Description
Pandas version checks
- I have checked that the issue still exists on the latest versions of the docs on
main
here
Location of the documentation
https://pandas.pydata.org/docs/reference/api/pandas.Series.asfreq.html
Documentation problem
It seems that method='ffill'
and method=bfill
for pandas.Series.asfreq
depends on the order of the original Series (and the same is true for DataFrame):
import pandas as pd
index = pd.date_range('1/1/2000', periods=4, freq='T')
series = pd.Series([0.0, 1.0, 2.0, 3.0], index=index)
print(series.sort_index(ascending=True).asfreq(freq='30S', method='ffill'))
print('\n')
print(series.sort_index(ascending=False).asfreq(freq='30S', method='ffill'))
Is this the intended behavior? If so, it should probably be documented because one might assume method=ffill
respects time ordering in the sense that past values fill in for future values.

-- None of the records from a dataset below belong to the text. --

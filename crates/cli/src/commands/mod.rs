//! CLI command implementations.

pub mod catalog;
pub mod migrate;
pub mod seed;

use thiserror::Error;

use ddh_masale_storefront::backend::{BackendError, SupabaseClient};
use ddh_masale_storefront::config::{ConfigError, StorefrontConfig};
use ddh_masale_storefront::{AppError, AppState};

use crate::{Commands, ProductAction, QuoteAction, SettingsAction};

/// Errors that can occur while running a command.
#[derive(Debug, Error)]
pub enum CommandError {
    /// Required environment variable is missing.
    #[error("Missing environment variable: {0}")]
    MissingEnvVar(&'static str),

    /// Configuration could not be loaded.
    #[error("Configuration error: {0}")]
    Config(#[from] ConfigError),

    /// Backend client could not be created.
    #[error("Backend error: {0}")]
    Backend(#[from] BackendError),

    /// A storefront or admin action failed.
    #[error("{}", .0.user_message())]
    App(#[from] AppError),

    /// Input file could not be read.
    #[error("I/O error: {0}")]
    Io(#[from] std::io::Error),

    /// Input or output JSON was malformed.
    #[error("JSON error: {0}")]
    Json(#[from] serde_json::Error),

    /// Bad command-line argument.
    #[error("Invalid argument: {0}")]
    InvalidArgument(String),
}

/// Dispatch a parsed command.
pub async fn run(command: Commands, config: &StorefrontConfig) -> Result<(), CommandError> {
    let state = AppState::from_config(config)?;

    match command {
        Commands::Seed => seed::run(&state).await,
        Commands::MigrateLegacy { file } => migrate::legacy(&state, &file).await,
        Commands::Products { action } => match action {
            ProductAction::List { all } => catalog::list_products(&state, all).await,
            ProductAction::Toggle { id } => catalog::toggle_product(&state, &id).await,
        },
        Commands::Quotes { action } => match action {
            QuoteAction::List { search } => catalog::list_quotes(&state, &search).await,
            QuoteAction::SetStatus { id, status } => {
                catalog::set_quote_status(&state, &id, &status).await
            }
        },
        Commands::Settings { action } => match action {
            SettingsAction::Show => catalog::show_settings(&state).await,
        },
    }
}

/// Sign in with the admin credentials from the environment.
///
/// Table writes beyond quote submission need an admin session.
pub async fn sign_in_admin(state: &AppState<SupabaseClient>) -> Result<(), CommandError> {
    let email =
        std::env::var("DDH_ADMIN_EMAIL").map_err(|_| CommandError::MissingEnvVar("DDH_ADMIN_EMAIL"))?;
    let password = std::env::var("DDH_ADMIN_PASSWORD")
        .map_err(|_| CommandError::MissingEnvVar("DDH_ADMIN_PASSWORD"))?;

    let user = state
        .auth()
        .sign_in(&email, &password)
        .await
        .map_err(AppError::from)?;
    tracing::info!(user_id = %user.id, role = %user.role, "Signed in");
    Ok(())
}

Moreover, the documentation here
Otherwise, the new index will be equivalent to pd.date_range(start, end, freq=freq) where start and end are, respectively, the first and last entries in the original index
is wrong then because this piece of code and the example above indicates that asfreq
doesn't respect the start and end of the original index (in the sense of series.index[0]
and series.index[-1]
), but rather uses the min and max dates of the index.
At the very least, however, asfreq
fails if the index is not monotonically increasing or decreasing.
Suggested fix for documentation
Specify what happens if the index goes in reverse time order.